HOW TO COMPLETE THIS TASK —
For this exercise, copy out each line of the material below that includes "struct".
─── DATA
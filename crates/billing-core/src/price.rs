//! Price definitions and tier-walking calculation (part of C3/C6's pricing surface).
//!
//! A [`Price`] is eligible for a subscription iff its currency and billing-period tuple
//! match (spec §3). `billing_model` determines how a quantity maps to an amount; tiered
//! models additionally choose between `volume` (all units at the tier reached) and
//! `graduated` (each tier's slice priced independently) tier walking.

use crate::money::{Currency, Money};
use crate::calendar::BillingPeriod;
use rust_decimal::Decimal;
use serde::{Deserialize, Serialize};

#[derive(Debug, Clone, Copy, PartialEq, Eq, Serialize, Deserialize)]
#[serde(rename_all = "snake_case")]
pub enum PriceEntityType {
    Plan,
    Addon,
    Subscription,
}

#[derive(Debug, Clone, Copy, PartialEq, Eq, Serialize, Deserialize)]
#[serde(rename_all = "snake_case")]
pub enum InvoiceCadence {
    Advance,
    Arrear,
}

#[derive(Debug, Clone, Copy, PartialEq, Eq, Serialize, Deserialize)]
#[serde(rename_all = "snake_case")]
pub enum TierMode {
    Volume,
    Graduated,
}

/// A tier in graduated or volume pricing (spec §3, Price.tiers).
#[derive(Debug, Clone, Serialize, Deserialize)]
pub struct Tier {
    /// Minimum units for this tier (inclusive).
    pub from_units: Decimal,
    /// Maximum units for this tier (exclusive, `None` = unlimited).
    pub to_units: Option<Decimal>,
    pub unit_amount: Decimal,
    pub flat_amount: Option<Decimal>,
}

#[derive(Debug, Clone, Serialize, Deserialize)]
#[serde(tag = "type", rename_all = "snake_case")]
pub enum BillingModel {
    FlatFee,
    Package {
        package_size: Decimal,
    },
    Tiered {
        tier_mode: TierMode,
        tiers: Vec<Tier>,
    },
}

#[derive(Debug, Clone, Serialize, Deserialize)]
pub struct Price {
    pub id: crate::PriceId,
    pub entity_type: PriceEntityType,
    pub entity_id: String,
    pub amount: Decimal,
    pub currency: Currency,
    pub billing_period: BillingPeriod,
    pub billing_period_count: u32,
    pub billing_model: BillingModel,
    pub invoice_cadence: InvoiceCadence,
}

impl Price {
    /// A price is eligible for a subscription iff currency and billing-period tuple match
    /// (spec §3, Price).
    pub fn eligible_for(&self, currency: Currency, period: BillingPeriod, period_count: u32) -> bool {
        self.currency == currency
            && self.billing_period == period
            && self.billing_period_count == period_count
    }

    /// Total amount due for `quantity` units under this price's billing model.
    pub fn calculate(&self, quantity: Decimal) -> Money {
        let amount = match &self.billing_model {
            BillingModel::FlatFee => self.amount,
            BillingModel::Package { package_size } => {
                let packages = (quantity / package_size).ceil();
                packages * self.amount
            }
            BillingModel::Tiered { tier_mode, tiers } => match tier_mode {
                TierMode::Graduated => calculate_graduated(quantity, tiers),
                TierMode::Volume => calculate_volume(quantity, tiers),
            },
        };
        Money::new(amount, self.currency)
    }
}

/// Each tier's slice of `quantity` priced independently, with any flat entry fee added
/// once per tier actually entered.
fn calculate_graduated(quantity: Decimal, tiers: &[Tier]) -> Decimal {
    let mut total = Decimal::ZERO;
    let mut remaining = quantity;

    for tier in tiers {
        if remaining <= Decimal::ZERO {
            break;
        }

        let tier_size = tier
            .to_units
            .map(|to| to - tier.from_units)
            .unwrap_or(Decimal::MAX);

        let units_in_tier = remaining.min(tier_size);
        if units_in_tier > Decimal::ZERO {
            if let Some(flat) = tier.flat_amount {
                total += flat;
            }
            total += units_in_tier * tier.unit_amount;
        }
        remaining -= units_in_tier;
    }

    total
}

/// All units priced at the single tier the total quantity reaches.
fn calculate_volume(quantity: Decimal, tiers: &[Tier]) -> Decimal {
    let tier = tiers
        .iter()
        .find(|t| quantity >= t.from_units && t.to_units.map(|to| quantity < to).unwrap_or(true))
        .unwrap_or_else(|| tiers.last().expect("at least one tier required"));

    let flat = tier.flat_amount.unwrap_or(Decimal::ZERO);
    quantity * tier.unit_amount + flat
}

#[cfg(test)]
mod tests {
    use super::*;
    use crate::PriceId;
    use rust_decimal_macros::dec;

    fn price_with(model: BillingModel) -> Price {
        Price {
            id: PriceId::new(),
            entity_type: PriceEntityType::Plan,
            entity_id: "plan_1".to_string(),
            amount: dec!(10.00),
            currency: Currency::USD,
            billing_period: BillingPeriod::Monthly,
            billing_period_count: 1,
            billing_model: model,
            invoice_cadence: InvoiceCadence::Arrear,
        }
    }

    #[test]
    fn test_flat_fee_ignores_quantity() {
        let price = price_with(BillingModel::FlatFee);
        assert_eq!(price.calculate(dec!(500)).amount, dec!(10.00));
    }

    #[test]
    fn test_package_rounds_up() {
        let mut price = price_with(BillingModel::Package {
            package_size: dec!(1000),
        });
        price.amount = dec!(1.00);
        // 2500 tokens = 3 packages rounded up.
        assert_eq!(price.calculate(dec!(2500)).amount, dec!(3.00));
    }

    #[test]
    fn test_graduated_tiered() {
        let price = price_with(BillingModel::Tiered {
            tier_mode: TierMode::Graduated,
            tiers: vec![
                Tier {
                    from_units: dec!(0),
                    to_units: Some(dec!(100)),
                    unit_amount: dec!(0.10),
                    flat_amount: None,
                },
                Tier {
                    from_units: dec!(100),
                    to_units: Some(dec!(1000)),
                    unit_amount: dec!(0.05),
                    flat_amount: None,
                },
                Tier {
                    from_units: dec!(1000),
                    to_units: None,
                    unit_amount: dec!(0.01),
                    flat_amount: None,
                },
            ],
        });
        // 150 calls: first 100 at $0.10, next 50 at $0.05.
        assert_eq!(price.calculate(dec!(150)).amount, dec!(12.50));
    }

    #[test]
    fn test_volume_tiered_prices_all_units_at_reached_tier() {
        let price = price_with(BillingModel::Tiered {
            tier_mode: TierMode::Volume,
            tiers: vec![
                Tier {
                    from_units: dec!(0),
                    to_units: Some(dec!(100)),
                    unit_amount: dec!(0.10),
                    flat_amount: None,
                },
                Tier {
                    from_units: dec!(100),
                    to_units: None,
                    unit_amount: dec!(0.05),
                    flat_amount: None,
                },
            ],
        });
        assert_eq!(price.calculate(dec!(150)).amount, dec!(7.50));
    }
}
──────
─── DATA
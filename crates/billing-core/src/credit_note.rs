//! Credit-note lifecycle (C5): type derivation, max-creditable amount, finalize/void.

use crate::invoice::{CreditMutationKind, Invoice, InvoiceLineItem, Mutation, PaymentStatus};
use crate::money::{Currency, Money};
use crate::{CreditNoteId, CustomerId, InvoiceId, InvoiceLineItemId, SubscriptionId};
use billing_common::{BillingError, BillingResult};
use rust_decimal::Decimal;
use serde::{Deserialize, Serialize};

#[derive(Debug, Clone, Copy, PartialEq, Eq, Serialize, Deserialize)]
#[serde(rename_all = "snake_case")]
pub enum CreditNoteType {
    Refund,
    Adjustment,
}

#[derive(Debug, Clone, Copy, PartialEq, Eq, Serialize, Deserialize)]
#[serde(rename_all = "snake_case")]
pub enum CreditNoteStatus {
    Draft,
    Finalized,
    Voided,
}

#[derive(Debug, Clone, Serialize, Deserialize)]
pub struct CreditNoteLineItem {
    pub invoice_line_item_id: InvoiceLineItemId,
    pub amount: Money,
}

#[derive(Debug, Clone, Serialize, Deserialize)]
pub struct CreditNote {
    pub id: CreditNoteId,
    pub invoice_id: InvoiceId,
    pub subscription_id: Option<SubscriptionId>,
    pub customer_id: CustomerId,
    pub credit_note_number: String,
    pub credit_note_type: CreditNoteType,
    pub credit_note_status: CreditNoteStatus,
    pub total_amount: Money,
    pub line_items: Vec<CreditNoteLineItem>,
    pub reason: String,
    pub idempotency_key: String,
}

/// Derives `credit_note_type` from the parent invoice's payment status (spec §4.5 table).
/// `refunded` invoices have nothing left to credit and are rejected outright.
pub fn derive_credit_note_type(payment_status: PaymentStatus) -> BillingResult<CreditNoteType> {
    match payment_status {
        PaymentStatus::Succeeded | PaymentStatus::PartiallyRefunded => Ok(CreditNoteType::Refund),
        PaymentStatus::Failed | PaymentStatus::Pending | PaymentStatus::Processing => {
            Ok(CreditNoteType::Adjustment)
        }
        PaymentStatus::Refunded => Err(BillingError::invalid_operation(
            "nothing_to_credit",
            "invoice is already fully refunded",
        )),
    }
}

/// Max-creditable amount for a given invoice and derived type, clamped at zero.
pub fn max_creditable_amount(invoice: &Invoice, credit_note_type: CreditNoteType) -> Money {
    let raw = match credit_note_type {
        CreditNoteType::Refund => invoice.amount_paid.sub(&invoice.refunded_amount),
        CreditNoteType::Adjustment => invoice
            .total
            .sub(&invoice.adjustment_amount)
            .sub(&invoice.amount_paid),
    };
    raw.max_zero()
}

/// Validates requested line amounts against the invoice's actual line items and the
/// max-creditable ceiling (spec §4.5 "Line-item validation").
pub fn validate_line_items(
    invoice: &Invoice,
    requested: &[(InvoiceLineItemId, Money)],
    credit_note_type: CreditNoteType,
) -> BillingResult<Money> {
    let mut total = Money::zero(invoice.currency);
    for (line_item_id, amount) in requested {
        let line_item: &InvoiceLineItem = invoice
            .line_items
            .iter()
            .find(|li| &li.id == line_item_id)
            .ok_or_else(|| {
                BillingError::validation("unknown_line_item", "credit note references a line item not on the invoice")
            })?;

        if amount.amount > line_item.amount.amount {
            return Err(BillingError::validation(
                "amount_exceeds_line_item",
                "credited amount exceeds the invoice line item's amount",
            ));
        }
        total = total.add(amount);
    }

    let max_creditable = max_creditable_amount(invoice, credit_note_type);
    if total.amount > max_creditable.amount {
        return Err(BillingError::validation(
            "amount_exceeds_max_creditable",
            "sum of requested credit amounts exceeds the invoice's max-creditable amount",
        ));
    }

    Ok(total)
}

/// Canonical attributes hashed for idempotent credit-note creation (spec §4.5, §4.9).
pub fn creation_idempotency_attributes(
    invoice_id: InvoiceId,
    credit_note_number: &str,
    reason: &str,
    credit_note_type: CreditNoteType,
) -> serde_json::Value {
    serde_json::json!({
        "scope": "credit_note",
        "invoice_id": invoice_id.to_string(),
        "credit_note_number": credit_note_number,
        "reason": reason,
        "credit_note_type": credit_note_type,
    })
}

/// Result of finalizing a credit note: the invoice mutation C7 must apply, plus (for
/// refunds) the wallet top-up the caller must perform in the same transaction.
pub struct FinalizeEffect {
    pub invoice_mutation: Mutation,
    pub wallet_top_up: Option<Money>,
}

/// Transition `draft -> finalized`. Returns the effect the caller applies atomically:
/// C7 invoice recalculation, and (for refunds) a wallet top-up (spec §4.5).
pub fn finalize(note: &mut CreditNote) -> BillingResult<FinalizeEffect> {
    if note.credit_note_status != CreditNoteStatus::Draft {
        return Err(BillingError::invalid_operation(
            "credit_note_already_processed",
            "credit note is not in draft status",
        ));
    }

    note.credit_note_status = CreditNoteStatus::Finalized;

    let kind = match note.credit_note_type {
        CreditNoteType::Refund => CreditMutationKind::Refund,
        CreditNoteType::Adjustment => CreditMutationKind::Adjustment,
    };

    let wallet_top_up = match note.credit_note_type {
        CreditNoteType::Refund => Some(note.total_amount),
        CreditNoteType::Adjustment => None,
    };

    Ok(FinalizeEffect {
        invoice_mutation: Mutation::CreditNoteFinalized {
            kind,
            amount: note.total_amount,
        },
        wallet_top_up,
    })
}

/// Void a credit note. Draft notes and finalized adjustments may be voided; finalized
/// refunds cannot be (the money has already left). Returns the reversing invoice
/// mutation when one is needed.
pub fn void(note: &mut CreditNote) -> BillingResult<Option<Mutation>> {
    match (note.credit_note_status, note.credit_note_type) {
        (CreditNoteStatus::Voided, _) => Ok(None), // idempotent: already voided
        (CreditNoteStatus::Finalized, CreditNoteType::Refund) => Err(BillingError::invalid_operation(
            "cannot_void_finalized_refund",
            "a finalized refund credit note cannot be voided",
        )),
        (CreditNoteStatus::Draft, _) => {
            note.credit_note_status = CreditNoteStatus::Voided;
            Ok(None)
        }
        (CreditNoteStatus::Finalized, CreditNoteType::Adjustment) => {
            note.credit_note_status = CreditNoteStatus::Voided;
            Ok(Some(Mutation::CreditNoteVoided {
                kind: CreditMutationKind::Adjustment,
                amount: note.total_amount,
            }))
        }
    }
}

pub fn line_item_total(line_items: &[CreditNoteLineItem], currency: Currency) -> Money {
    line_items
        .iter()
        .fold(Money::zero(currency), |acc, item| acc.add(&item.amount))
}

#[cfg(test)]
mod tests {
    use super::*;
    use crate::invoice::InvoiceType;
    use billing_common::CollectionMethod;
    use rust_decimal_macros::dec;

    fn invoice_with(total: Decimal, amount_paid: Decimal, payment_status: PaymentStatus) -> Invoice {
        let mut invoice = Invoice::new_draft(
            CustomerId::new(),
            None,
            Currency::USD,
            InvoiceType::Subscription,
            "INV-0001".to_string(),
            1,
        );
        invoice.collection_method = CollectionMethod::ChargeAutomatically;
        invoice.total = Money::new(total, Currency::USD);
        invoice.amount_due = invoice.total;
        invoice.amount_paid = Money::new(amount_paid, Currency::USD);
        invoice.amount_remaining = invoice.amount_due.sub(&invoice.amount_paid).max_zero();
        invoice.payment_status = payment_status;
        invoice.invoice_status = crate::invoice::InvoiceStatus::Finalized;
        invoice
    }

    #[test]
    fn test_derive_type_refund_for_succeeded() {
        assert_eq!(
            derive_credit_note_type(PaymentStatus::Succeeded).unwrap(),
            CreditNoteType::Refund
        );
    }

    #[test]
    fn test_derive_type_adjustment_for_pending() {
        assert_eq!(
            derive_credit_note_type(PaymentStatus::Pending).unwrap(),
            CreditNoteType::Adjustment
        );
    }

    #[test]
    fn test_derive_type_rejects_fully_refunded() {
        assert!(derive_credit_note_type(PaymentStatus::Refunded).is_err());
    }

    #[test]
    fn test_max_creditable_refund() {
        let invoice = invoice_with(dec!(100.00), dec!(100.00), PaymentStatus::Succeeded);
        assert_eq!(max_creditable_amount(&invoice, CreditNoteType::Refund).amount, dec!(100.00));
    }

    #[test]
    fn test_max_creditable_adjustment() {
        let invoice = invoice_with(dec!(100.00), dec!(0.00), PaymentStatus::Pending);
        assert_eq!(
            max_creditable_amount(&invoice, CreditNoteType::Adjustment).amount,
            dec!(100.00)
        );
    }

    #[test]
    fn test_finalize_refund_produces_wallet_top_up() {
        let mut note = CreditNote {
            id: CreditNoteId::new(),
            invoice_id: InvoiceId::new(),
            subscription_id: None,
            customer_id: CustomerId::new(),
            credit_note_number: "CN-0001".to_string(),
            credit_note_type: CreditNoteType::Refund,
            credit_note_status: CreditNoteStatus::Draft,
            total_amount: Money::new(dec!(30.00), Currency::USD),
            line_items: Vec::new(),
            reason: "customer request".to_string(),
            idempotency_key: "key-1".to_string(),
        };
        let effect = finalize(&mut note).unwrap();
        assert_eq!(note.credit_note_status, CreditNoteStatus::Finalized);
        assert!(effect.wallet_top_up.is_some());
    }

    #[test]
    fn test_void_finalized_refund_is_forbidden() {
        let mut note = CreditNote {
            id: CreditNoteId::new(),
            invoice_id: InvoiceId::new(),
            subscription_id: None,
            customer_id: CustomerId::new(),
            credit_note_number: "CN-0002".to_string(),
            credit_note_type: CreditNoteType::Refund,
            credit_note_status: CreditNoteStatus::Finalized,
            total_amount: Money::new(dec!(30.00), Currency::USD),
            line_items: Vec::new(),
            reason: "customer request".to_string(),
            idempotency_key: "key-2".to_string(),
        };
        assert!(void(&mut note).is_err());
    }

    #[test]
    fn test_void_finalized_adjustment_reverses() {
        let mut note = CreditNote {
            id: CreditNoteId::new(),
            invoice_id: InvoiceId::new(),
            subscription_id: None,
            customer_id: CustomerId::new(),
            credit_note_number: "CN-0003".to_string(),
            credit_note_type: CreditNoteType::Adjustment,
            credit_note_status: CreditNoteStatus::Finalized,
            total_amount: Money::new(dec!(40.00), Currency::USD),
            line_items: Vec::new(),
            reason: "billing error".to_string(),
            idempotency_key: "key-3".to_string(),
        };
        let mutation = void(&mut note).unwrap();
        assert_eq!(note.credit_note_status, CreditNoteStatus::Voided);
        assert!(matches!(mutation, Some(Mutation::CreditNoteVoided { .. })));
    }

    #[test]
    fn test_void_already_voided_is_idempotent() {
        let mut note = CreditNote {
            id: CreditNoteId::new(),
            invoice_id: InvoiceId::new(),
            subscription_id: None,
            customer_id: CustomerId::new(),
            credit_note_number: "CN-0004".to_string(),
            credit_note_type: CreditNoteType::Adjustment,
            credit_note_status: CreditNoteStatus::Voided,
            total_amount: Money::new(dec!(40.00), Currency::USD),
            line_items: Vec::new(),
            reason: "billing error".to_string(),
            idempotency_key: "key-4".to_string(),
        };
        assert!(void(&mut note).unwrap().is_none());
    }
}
──────
THE COMPLETED TASK —
pub struct Tier {
pub struct Price {
pub struct CreditNoteLineItem {
pub struct CreditNote {
pub struct FinalizeEffect {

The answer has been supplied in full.